Lisocabtagene Maraleucel Shows High Response Rates in Relapsed, Refractory Marginal Zone Lymphoma
Phase 2 trial data show lisocabtagene maraleucel achieved a 95% overall response rate in patients with relapsed or refractory marginal zone lymphoma, with a manageable safety profile and no new safety signals.
The chimeric antigen receptor (CAR) T-cell therapy lisocabtagene maraleucel (liso-cel) elicits high rates of durable responses in people with relapsed or refractory marginal zone lymphoma (MZL), indicate phase 2 data. The safety profile was manageable, and no new safety signals were identified beyond those observed in lisocabtagene maraleucel studies in other B-cell malignancies.
The results represent the primary analysis of the MZL cohort of the TRANSCEND FL trial, which recruited 77 patients who had received at least two previous lines of systemic therapy from across 30 sites in the USA, Canada, Europe, and Japan. All patients underwent leukapheresis and 67 received a single intravenous infusion of liso-cel at a target dose of 100 x 10^6 CAR+ T cells 2–7 days after lymphodepleting chemotherapy.
The median age of the treated patients was 62 years, they had received a median of three prior treatments, and the majority (79%) had high-risk disease as per the MZL-International Prognostic Index. The most common MZL subtype was nodal, in 48% of patients, followed by splenic and extranodal mucosa-associated lymphoid tissue, in a respective 27% and 25%.
Over a median follow-up of 24.1 months, the primary endpoint of overall response rate by independent review was achieved by 95% of the 66 evaluable participants, meeting the predefined criteria for success. The complete response rate was 62% and the median duration of response was not reached, and neither were the medians for overall and progression-free survival.

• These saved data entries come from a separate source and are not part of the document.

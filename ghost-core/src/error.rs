use thiserror::Error;

/// Default watermark marker written in front of every embedded payload.
pub const DEFAULT_MAGIC_HEADER: &[u8] = b"CERT:";

/// Default extraction safety bound, in bytes, before giving up on a terminator.
pub const DEFAULT_MAX_EXTRACT_LEN: usize = 5000;

#[derive(Error, Debug)]
pub enum GhostError {
    #[error("Capacity exceeded: frame needs {required_bits} bits, carrier has {available_bits}")]
    CapacityExceeded {
        required_bits: usize,
        available_bits: usize,
    },

    #[error("Payload too large: {len} bytes exceeds the extraction bound of {max} bytes")]
    PayloadTooLarge { len: usize, max: usize },

    #[error("Payload contains a NUL terminator byte at offset {position}")]
    PayloadContainsTerminator { position: usize },

    #[error("Invalid pixel buffer: {0}")]
    InvalidPixelBuffer(String),

    #[error("Image decode error: {0}")]
    ImageDecode(String),

    #[error("Image encode error: {0}")]
    ImageEncode(String),

    #[error("Serialization error: {0}")]
    Serialization(String),

    #[error("Signature error: {0}")]
    SignatureError(String),

    #[error("Invalid certificate record: {0}")]
    InvalidRecord(String),

    #[error("Invalid configuration: {0}")]
    InvalidConfig(String),
}

impl From<serde_json::Error> for GhostError {
    fn from(err: serde_json::Error) -> Self {
        GhostError::Serialization(err.to_string())
    }
}

pub type Result<T> = std::result::Result<T, GhostError>;
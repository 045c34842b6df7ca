//! Verify command implementation.

use std::path::PathBuf;

use anyhow::{bail, Context, Result};
use colored::Colorize;
use ghost_core::{
    verify_certificate, CertificateRecord, CredentialVerification, MlDsaVerifier,
    PlaceholderVerifier, SignatureVerifier,
};
use tracing::{debug, error, info};

use crate::utils::{abbreviate, load_config, load_image, load_keypair};
use crate::OutputFormat;

/// Risk scores above this are highlighted.
const RISK_WARNING_THRESHOLD: u32 = 20;

/// Execute the verify command.
pub fn execute(
    image: PathBuf,
    issuer_key: Option<String>,
    keypair: Option<PathBuf>,
    format: OutputFormat,
    quiet: bool,
) -> Result<()> {
    let config = load_config()?;
    let stego = load_image(&image)?;

    let issuer_key = match (issuer_key, keypair) {
        (Some(key), _) => Some(key),
        (None, Some(path)) => Some(load_keypair(&path)?.public_key_base64()),
        (None, None) => None,
    };

    // An explicit issuer key means real signatures
    let verifier: Box<dyn SignatureVerifier> = if issuer_key.is_some() {
        Box::new(MlDsaVerifier)
    } else {
        Box::new(PlaceholderVerifier)
    };
    debug!(scheme = verifier.scheme(), "Selected verifier");

    let result = verify_certificate(&stego, verifier.as_ref(), issuer_key.as_deref(), &config)
        .context("Failed to verify certificate")?;

    match format {
        OutputFormat::Json => {
            let report = result.to_report(verifier.scheme(), &config);
            println!("{}", serde_json::to_string_pretty(&report)?);
        }
        OutputFormat::Text if !quiet => print_result(&result, verifier.scheme()),
        OutputFormat::Text => {
            println!("{}", if result.is_valid() { "VALID" } else { "INVALID" });
        }
    }

    if result.is_valid() {
        info!(path = %image.display(), "Verification successful");
        Ok(())
    } else {
        error!(path = %image.display(), reason = %result.description(), "Verification failed");
        bail!("Verification failed: {}", result.description())
    }
}

fn print_result(result: &CredentialVerification, scheme: &str) {
    println!();
    if result.is_valid() {
        println!("{}", "╔════════════════════════════════════════╗".green());
        println!(
            "{}",
            "║                VALID                   ║".green().bold()
        );
        println!("{}", "╚════════════════════════════════════════╝".green());
    } else {
        println!("{}", "╔════════════════════════════════════════╗".red());
        println!(
            "{}",
            "║               INVALID                  ║".red().bold()
        );
        println!("{}", "╚════════════════════════════════════════╝".red());
    }
    println!();

    let (watermark, signature) = match result {
        CredentialVerification::Authentic { .. } => ("Found".green(), "Valid".green()),
        CredentialVerification::SignatureInvalid { .. } => ("Found".green(), "INVALID".red()),
        CredentialVerification::Corrupted { .. } => ("Corrupted".red(), "Not checked".dimmed()),
        CredentialVerification::NoWatermark => ("Not found".red(), "Not checked".dimmed()),
    };
    println!("   {} {}", "Watermark:".dimmed(), watermark);
    println!("   {} {} ({})", "Signature:".dimmed(), signature, scheme);

    if let Some(record) = result.record() {
        print_record(record);
    }
    if let Some(digest) = result.digest() {
        println!("   {} {}", "Digest:".dimmed(), abbreviate(digest, 8));
    }
    if !result.is_valid() {
        println!();
        println!("   {}", result.description().red());
    }
}

fn print_record(record: &CertificateRecord) {
    println!("   {} {}", "Credential ID:".dimmed(), record.id);
    println!("   {} {}", "Issuer:".dimmed(), record.issuer_did);
    println!("   {} {}", "Course:".dimmed(), record.course_name);
    println!("   {} {}", "Issued:".dimmed(), record.issue_date);
    println!(
        "   {} {}",
        "Recipient hash:".dimmed(),
        abbreviate(&record.recipient_hash, 8)
    );

    let risk = format!("{} / 100", record.risk_score);
    let risk = if record.risk_score > RISK_WARNING_THRESHOLD {
        risk.yellow()
    } else {
        risk.green()
    };
    println!("   {} {}", "Risk score:".dimmed(), risk);

    if let Some(tx_hash) = &record.tx_hash {
        println!("   {} {}", "Tx hash:".dimmed(), tx_hash);
    }
}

At the 24-month mark, 90% of the participants were alive and 86% were alive and free from progression.
Although limited by the small number of patients in certain subgroups, subgroup analyses showed consistent results with the overall population, including in subgroups by MZL subtype or high-risk features.
In all, 88% of patients experienced treatment-emergent adverse events (TEAEs) of grade 3 or worse, with the most frequent being neutropenia (72%), thrombocytopenia (21%), and leukopenia (19%). There were two TEAEs of grade 5, one case each of neutropenic sepsis and T-cell lymphoma.
Grade 3 cytokine release syndrome (CRS) and neurological events each occurred in 4% of patients and there were no grade 4 or 5 events. CRS and neurological events were managed by use of the protocol-specified and standard-of-care guidelines, and all events resolved.
The efficacy observed with lisocabtagene maraleucel in patients with relapsed or refractory MZL is encouraging and appears to be substantially improved over that shown by the currently approved therapies in this setting. However, longer follow-up will be needed to further evaluate response durability and survival outcomes in this population with indolent lymphoma.
The results show that a one-time infusion of lisocabtagene maraleucel is a highly effective treatment option for patients with relapsed or refractory MZL, providing meaningful clinical benefit to a patient population with a high unmet need.